DATA FOR THIS TASK START
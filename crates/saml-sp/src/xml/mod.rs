//! XML document handling.
//!
//! - [`Document`] parses a message into a namespace-aware tree
//! - [`c14n`] renders a subtree in exclusive canonical form for signing
//! - [`escape`] holds the escaping rules shared by rendering and canonicalization

pub mod c14n;
mod document;
pub mod escape;

pub use document::*;
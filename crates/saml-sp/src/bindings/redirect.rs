//! HTTP-Redirect Binding implementation.
//!
//! Implements the SAML 2.0 HTTP-Redirect binding for sending SAML messages
//! via URL query parameters with DEFLATE compression.

use base64::Engine;
use flate2::read::DeflateDecoder;
use flate2::write::DeflateEncoder;
use flate2::Compression;
use std::io::{Read, Write};
use url::Url;

use crate::error::{SamlError, SamlResult};

use super::{DecodedMessage, SamlMessageType};

/// HTTP-Redirect binding encoder/decoder.
pub struct HttpRedirectBinding;

impl HttpRedirectBinding {
    /// Encodes a SAML request for HTTP-Redirect binding.
    ///
    /// Any query string already on `destination` is replaced, not merged.
    pub fn encode_request(xml: &str, destination: &str, relay_state: Option<&str>) -> SamlResult<Url> {
        Self::encode(xml, destination, relay_state, SamlMessageType::Request)
    }

    /// Encodes a SAML message for HTTP-Redirect binding.
    fn encode(
        xml: &str,
        destination: &str,
        relay_state: Option<&str>,
        message_type: SamlMessageType,
    ) -> SamlResult<Url> {
        let encoded = encode_message(xml)?;

        let mut url = Url::parse(destination)?;
        if url.cannot_be_a_base() {
            return Err(SamlError::Encoding(format!(
                "destination cannot carry a query string: {destination}"
            )));
        }

        let mut query = format!("{}={}", message_type.param_name(), encoded);
        if let Some(rs) = relay_state {
            query.push_str(&format!("&RelayState={}", urlencoding::encode(rs)));
        }
        url.set_query(Some(&query));

        Ok(url)
    }

    /// Decodes a percent-encoded `SAMLRequest` or `SAMLResponse` value.
    pub fn decode(encoded: &str) -> SamlResult<String> {
        // URL decode (may already be done by the web framework)
        let url_decoded = urlencoding::decode(encoded)
            .map_err(|e| SamlError::Encoding(format!("URL decode error: {e}")))?;

        inflate_message(&url_decoded)
    }

    /// Decodes a message from a full redirect URL.
    pub fn decode_url(url: &str) -> SamlResult<DecodedMessage> {
        let parsed = Url::parse(url)?;

        let mut message = None;
        let mut relay_state = None;

        for (key, value) in parsed.query_pairs() {
            match key.as_ref() {
                "SAMLRequest" if message.is_none() => {
                    message = Some((value.into_owned(), SamlMessageType::Request));
                }
                "SAMLResponse" if message.is_none() => {
                    message = Some((value.into_owned(), SamlMessageType::Response));
                }
                "RelayState" => relay_state = Some(value.into_owned()),
                _ => {}
            }
        }

        let (encoded, message_type) = message.ok_or_else(|| {
            SamlError::Encoding("No SAMLRequest or SAMLResponse parameter".to_string())
        })?;
        let xml = inflate_message(&encoded)?;

        Ok(DecodedMessage {
            xml,
            message_type,
            relay_state,
        })
    }
}

/// Deflates, Base64-encodes and percent-encodes a message.
fn encode_message(xml: &str) -> SamlResult<String> {
    let compressed = deflate_compress(xml.as_bytes())?;
    let encoded = base64::engine::general_purpose::STANDARD.encode(&compressed);
    Ok(urlencoding::encode(&encoded).into_owned())
}

/// Base64-decodes and inflates an already percent-decoded message.
fn inflate_message(encoded: &str) -> SamlResult<String> {
    let b64_decoded = base64::engine::general_purpose::STANDARD.decode(encoded.as_bytes())?;
    let xml_bytes = deflate_decompress(&b64_decoded)?;
    String::from_utf8(xml_bytes)
        .map_err(|e| SamlError::Encoding(format!("Invalid UTF-8 in message: {e}")))
}

/// Compresses data using DEFLATE (raw, no zlib header).
fn deflate_compress(data: &[u8]) -> SamlResult<Vec<u8>> {
    let mut encoder = DeflateEncoder::new(Vec::new(), Compression::default());
    encoder
        .write_all(data)
        .map_err(|e| SamlError::Encoding(format!("Compression error: {e}")))?;
    encoder
        .finish()
        .map_err(|e| SamlError::Encoding(format!("Compression finish error: {e}")))
}

/// Decompresses DEFLATE data.
fn deflate_decompress(data: &[u8]) -> SamlResult<Vec<u8>> {
    let mut decoder = DeflateDecoder::new(data);
    let mut decompressed = Vec::new();
    decoder
        .read_to_end(&mut decompressed)
        .map_err(|e| SamlError::Deflate(format!("Decompression error: {e}")))?;
    Ok(decompressed)
}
DATA FOR THIS TASK END
• _PROBLEM TO WORK ON_
Of the lines above, copy each one that contains the word "filename".

• _ANSWER TO THIS TASK_
filename crates/saml-sp/src/xml/mod.rs
filename crates/saml-sp/src/bindings/redirect.rs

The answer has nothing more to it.